Farmacêutica no Hospital Nossa Senhora da Conceição, pós-doutora em Epidemiologia

Ao retornarem da Segunda Guerra Mundial, soldados enfrentaram dificuldade de reinserção em seus núcleos familiares. Suas esposas haviam realizado um processo de elaboração durante o tempo em que eles estiveram ausentes como se realmente tivessem morrido. Era como se elas tivessem aceitado a perda de seus maridos antes desta de fato acontecer.

Esse fenômeno foi chamado de “luto antecipatório” e é proposto que tenha ocorrido em função da separação, da ameaça ou do perigo real do falecimento, e não da morte em si.

O luto antecipatório seria consequência de um pressentimento de finitude. Finitude da própria existência e da dos que amamos, dos nossos semelhantes e também do mundo como o conhecemos. Luto antecipatório seria a mente indo até o futuro e imaginando o pior.

Com a pandemia de covid-19, podemos estar vivendo um momento de luto antecipatório e também coletivo.

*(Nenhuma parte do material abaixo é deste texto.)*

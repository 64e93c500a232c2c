use super::CommentCommandService;
use crate::{
    application::{
        dto::{AuthenticatedUser, CommentDto},
        error::{ApplicationError, ApplicationResult},
        queries::articles::load_article_by_slug,
    },
    domain::comment::{CommentBody, CommentRecord, NewComment},
};

pub struct AddCommentCommand {
    pub slug: String,
    pub body: String,
}

impl CommentCommandService {
    pub async fn add_comment(
        &self,
        actor: &AuthenticatedUser,
        command: AddCommentCommand,
    ) -> ApplicationResult<CommentDto> {
        let body = CommentBody::new(command.body)?;
        let article = load_article_by_slug(self.article_repo.as_ref(), &command.slug).await?;
        let author = self
            .user_repo
            .find_by_id(actor.id)
            .await?
            .ok_or_else(|| ApplicationError::not_found("author not found"))?;

        let comment = self
            .comment_repo
            .insert(NewComment {
                article_id: article.article.id,
                author_id: author.id,
                body,
                created_at: self.clock.now(),
            })
            .await?;

        // The author is the viewer, and nobody follows themselves.
        let record = CommentRecord {
            comment,
            author: author.profile(),
        };
        Ok(CommentDto::from_record(record, false))
    }
}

O 11 de Setembro, tragédia que matou quase 3 mil pessoas e trouxe mudanças radicais no tráfego aéreo mundial, é um exemplo de luto coletivo na história. Só nos EUA, o número de mortes por coronavírus já superou em quase 10 vezes o dos atentados de 2001 – e cresce a cada dia. Apenas em Nova York, epicentro da doença no país (e dos ataques terroristas de 19 anos atrás), o número de mortes por dia está perto de mil, ou seja, um terço de todo 11 de Setembro a cada dia.

Qual será a magnitude do nosso luto ao fim da pandemia? Que mudanças o vírus trará para o nosso cotidiano? De que modo ele mudará radicalmente o mundo em que vivemos? Quais valores morais restarão? Ainda não sabemos, e isso faz com que nossas mentes viajem até o futuro e projetem os piores cenários, para que, quando e se eles acontecerem, já estejamos preparados.

David Keller, no artigo para a Harvard Business Review intitulado This Disconfort You’re Feeling Is Grief (“esse incômodo que você está sentindo é luto”, em tradução literal), indica que é possível pensar que processamos o luto antecipatório e coletivo com as mesmas etapas clássicas do luto. Além disso, também é possível identificar em nós mesmos falas e pensamentos característicos de cada um desses estágios.

A aceitação dói, mas a negação mata. Em tempos de pandemia, encarar a realidade como ela se apresenta é um remédio amargo, mas necessário.

Existe negação: é só uma gripezinha; outras doenças matam muito mais, amos pela H1N1 sem tantas mortes e desta vez será igual; esse vírus não nos afeta; ou, ainda, o vírus não existe. Existe raiva: agora sou obrigado a ficar em casa, perdi minha liberdade, não consigo ficar sem jantar fora e ir à academia. Existe barganha: se entrarmos em isolamento social por duas semanas, ou até o final de abril, tudo ficará melhor e então poderemos retomar nossas vidas de onde paramos, como era antes; só os idosos e os que já estão doentes que irão morrer (neste caso, barganhando a própria vida – e a do outro). Existe depressão e medo: quando isso vai acabar? Vou morrer? Alguém que eu conheço e amo, ficará doente? Não vou ar viver isso. E, finalmente, existe aceitação: está acontecendo, preciso saber como me proteger e como não infectar outras pessoas; preciso ajudar a conter essa pandemia.

Seria natural, durante o processo de luto, transitar entre estes estágios. Há dias melhores e há dias piores. Mas talvez na aceitação resida o espaço em que é possível encarar a realidade como ela é e planejar ações que diminuam os impactos de saúde, sociais e econômicos decorrentes da pandemia, a curto, médio e longo prazos. Pois a aceitação dói, mas a negação mata.

Em tempos de pandemia, encarar a realidade como ela se apresenta é um remédio amargo, mas necessário.